Saved data entries:
______

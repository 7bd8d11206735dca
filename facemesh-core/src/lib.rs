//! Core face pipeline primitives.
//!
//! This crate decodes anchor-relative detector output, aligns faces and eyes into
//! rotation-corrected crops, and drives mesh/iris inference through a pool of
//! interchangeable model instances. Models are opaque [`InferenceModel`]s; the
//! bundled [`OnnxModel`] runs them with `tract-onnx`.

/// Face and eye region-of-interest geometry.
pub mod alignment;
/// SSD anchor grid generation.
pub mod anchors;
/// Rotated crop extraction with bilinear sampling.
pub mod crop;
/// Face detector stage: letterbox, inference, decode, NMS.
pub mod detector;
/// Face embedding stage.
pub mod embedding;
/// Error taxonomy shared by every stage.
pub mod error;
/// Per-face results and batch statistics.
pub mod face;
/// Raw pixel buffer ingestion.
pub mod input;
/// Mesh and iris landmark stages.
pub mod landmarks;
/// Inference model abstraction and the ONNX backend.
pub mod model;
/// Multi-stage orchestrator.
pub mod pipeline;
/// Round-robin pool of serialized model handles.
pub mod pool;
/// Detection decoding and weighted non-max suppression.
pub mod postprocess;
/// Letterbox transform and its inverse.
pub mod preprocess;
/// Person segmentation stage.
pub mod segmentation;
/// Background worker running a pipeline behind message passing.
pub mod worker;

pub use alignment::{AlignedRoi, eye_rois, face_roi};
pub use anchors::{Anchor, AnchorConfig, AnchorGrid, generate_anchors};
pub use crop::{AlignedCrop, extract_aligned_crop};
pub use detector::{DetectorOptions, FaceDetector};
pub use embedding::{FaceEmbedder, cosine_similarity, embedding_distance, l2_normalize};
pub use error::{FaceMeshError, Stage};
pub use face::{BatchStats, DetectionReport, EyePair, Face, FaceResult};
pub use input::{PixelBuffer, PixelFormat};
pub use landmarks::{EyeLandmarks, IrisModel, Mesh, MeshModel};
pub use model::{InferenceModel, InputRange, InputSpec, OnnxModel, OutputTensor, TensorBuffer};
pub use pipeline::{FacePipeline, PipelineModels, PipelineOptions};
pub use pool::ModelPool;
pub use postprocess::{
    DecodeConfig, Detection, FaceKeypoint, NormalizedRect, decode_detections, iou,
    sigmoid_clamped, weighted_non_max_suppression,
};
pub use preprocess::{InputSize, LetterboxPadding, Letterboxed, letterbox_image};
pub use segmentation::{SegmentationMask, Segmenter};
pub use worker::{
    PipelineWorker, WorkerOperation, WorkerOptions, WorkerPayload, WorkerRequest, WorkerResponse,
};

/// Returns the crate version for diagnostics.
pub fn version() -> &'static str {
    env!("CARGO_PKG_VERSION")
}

______

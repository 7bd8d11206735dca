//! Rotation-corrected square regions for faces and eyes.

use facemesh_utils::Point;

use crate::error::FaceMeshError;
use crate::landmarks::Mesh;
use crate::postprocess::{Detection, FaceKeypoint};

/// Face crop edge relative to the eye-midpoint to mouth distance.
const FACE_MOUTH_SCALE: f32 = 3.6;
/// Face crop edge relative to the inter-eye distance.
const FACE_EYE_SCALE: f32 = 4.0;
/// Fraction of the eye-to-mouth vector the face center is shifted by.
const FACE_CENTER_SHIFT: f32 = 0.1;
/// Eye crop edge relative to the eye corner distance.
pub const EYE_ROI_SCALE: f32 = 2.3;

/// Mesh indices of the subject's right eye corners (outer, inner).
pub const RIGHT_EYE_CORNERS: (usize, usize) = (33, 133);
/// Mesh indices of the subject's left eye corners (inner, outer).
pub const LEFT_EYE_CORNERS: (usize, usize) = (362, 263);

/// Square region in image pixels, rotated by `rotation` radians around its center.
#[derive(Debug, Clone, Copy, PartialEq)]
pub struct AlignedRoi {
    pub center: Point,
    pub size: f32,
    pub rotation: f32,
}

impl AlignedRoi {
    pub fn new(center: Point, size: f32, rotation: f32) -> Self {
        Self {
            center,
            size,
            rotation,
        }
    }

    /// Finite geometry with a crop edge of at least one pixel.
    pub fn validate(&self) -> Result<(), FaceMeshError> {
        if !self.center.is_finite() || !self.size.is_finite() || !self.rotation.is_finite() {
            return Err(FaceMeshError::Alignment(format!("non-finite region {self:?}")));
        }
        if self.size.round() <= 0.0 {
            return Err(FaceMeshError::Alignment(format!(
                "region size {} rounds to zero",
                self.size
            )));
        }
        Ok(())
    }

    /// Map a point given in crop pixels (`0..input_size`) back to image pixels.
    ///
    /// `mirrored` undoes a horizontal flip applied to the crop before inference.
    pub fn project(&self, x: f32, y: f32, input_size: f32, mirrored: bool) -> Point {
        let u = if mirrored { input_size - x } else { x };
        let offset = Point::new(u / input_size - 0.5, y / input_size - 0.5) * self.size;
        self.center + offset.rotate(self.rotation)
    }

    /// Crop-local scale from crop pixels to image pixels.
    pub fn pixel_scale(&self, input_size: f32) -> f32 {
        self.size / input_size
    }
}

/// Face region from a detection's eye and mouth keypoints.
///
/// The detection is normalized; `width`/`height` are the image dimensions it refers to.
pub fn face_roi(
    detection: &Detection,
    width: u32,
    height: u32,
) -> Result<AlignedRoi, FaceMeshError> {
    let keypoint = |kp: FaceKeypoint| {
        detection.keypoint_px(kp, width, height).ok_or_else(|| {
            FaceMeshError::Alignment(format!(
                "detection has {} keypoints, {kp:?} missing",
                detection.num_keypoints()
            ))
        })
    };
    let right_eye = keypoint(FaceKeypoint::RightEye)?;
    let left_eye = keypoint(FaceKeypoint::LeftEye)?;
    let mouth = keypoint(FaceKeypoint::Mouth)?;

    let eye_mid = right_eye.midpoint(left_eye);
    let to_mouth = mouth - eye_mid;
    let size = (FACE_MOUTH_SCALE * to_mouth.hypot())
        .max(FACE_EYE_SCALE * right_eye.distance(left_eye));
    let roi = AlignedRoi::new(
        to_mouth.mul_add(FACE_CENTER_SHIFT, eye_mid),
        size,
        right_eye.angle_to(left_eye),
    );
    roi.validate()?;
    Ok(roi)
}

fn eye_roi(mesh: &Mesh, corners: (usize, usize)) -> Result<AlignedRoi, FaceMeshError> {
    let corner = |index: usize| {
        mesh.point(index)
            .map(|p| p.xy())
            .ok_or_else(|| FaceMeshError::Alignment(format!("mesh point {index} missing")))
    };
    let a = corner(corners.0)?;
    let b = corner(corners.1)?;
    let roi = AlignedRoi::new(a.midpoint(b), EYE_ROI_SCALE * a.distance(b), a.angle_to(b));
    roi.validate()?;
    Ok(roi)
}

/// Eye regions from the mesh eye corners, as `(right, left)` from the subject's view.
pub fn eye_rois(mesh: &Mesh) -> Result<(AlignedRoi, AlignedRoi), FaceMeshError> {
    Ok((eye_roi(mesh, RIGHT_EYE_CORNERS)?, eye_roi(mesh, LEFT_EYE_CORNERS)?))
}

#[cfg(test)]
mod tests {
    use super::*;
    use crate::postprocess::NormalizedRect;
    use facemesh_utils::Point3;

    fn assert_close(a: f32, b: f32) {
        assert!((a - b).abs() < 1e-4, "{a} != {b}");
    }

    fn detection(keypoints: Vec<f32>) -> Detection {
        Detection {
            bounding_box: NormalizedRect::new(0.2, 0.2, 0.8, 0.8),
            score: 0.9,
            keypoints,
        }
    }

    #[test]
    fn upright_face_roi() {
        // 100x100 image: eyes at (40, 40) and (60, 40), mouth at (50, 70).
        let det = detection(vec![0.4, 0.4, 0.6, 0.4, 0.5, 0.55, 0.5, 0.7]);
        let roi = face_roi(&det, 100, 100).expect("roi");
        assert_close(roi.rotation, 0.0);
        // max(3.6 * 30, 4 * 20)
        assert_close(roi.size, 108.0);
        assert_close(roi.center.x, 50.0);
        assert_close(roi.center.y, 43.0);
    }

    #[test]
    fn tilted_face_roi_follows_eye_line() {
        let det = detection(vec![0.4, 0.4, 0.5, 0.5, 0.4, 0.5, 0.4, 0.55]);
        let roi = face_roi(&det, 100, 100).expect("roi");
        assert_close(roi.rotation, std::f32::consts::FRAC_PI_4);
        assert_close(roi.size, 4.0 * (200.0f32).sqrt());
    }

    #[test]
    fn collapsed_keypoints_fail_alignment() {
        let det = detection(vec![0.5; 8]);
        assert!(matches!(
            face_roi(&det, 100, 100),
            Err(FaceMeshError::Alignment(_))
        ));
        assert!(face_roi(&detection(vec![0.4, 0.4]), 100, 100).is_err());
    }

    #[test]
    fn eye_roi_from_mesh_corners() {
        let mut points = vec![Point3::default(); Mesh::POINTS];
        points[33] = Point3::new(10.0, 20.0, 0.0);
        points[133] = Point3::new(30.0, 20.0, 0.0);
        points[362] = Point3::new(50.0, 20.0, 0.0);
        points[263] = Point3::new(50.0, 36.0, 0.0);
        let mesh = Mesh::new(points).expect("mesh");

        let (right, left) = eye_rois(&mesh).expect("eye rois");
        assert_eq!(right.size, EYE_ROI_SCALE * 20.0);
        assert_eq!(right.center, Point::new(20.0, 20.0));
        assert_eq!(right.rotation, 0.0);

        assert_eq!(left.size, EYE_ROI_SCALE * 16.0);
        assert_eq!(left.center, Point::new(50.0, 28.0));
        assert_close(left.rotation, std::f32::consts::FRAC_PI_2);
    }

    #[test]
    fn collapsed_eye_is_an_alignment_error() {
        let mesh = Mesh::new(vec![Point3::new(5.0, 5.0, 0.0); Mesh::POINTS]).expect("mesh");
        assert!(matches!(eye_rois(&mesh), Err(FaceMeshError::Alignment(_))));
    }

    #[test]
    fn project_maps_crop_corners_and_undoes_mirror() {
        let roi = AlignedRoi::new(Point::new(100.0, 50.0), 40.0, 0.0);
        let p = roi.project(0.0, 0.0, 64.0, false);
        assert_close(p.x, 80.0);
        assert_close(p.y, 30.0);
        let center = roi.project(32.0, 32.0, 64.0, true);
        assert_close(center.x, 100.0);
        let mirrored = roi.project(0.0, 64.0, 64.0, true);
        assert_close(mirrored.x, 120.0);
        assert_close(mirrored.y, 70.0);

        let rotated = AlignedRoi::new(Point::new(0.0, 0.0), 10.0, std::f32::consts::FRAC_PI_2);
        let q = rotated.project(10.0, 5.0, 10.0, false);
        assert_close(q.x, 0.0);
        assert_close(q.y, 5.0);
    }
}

______

Some lines in the data above hold the string "regions". Find and copy each of them.

//! Rotation-corrected square regions for faces and eyes.
/// Eye regions from the mesh eye corners, as `(right, left)` from the subject's view.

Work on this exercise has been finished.